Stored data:
►
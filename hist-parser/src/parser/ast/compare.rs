use crate::parser::{
    ast::{binary::Binary, expr::Expr},
    error::Error,
    token::op::CmpOp,
    Parser,
};
use std::{fmt, ops::Range};

#[cfg(feature = "serde")]
use serde::{Deserialize, Serialize};

/// A comparison, such as `x > 5`, or a chain of comparisons, such as `0 <= x < 10`.
///
/// A chain `a op1 b op2 c` holds `a` in `left`, `[op1, op2]` in `ops`, and `[b, c]` in
/// `comparators`; there is always one comparator per operator.
#[derive(Debug, Clone, PartialEq)]
#[cfg_attr(feature = "serde", derive(Serialize, Deserialize))]
pub struct Compare {
    /// The leftmost operand.
    pub left: Box<Expr>,

    /// The comparison operators, in source order.
    pub ops: Vec<CmpOp>,

    /// The operands to the right of each operator.
    pub comparators: Vec<Expr>,

    /// The region of the source code that this comparison was parsed from.
    pub span: Range<usize>,
}

impl Compare {
    /// Returns the span of the comparison.
    pub fn span(&self) -> Range<usize> {
        self.span.clone()
    }

    /// Parses a comparison chain, or lower precedence expressions if there is no comparison
    /// operator.
    pub fn parse_or_lower(input: &mut Parser) -> Result<Expr, Error> {
        let left = Binary::parse_or_lower(input)?;
        let mut ops = Vec::new();
        let mut comparators = Vec::new();

        while let Ok(op) = input.try_parse::<CmpOp>() {
            ops.push(op);
            comparators.push(Binary::parse_or_lower(input).map_err(Error::into_fatal)?);
        }

        let Some(last) = comparators.last() else {
            return Ok(left);
        };

        let span = left.span().start..last.span().end;
        Ok(Expr::Compare(Self {
            left: Box::new(left),
            ops,
            comparators,
            span,
        }))
    }
}

impl std::fmt::Display for Compare {
    fn fmt(&self, f: &mut fmt::Formatter) -> fmt::Result {
        self.left.fmt(f)?;
        for (op, comparator) in self.ops.iter().zip(&self.comparators) {
            op.fmt(f)?;
            comparator.fmt(f)?;
        }
        Ok(())
    }
}
mod error_kind;

use error_kind::ErrorKindTarget;
use proc_macro::TokenStream;
use quote::quote;
use syn::parse_macro_input;

/// Derives the [`ErrorKind`] trait for the given struct.
///
/// This trait can be derived for any struct with named fields or no fields.
///
/// The information of the error can be customized using the `error` attribute by adding the
/// corresponding tags to it:
/// ```
/// use hist_attrs::ErrorKind;
/// use hist_error::ErrorKind;
///
/// #[derive(Debug, ErrorKind)]
/// #[error(message = "unexpected end of file", labels = ["add something here"])]
/// pub struct Foo;
///
/// assert_eq!(Foo.message(), "unexpected end of file");
/// ```
///
/// The following tags are available:
///
/// | Tag         | Description                                                                  |
/// | ----------- | ---------------------------------------------------------------------------- |
/// | `message`   | The message displayed at the top of the error when it is displayed.          |
/// | `labels`    | The text of the labels that point to each span of the error, in order.       |
/// | `help`      | Optional help text for the error, describing what the user can do to fix it. |
///
/// Each tag accepts an expression that should evaluate to something [`ToString`]. For structs
/// with named fields, the expression is evaluated with references to the members of the struct
/// in scope, so they can be used in the expression (tuple structs are not supported).
///
/// [`ErrorKind`]: ../hist_error/trait.ErrorKind.html
#[proc_macro_derive(ErrorKind, attributes(error))]
pub fn error_kind(item: TokenStream) -> TokenStream {
    let target = parse_macro_input!(item as ErrorKindTarget);
    let name = &target.name;
    quote! {
        impl ::hist_error::ErrorKind for #name {
            #target
        }
    }.into()
}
◄
#### WORK INSTRUCTIONS
Filter the records above for lines containing the word "comparators", and copy those lines.

#### ANSWER TO THIS PROBLEM
/// `comparators`; there is always one comparator per operator.
    pub comparators: Vec<Expr>,
        let mut comparators = Vec::new();
            comparators.push(Binary::parse_or_lower(input).map_err(Error::into_fatal)?);
        let Some(last) = comparators.last() else {
            comparators,
        for (op, comparator) in self.ops.iter().zip(&self.comparators) {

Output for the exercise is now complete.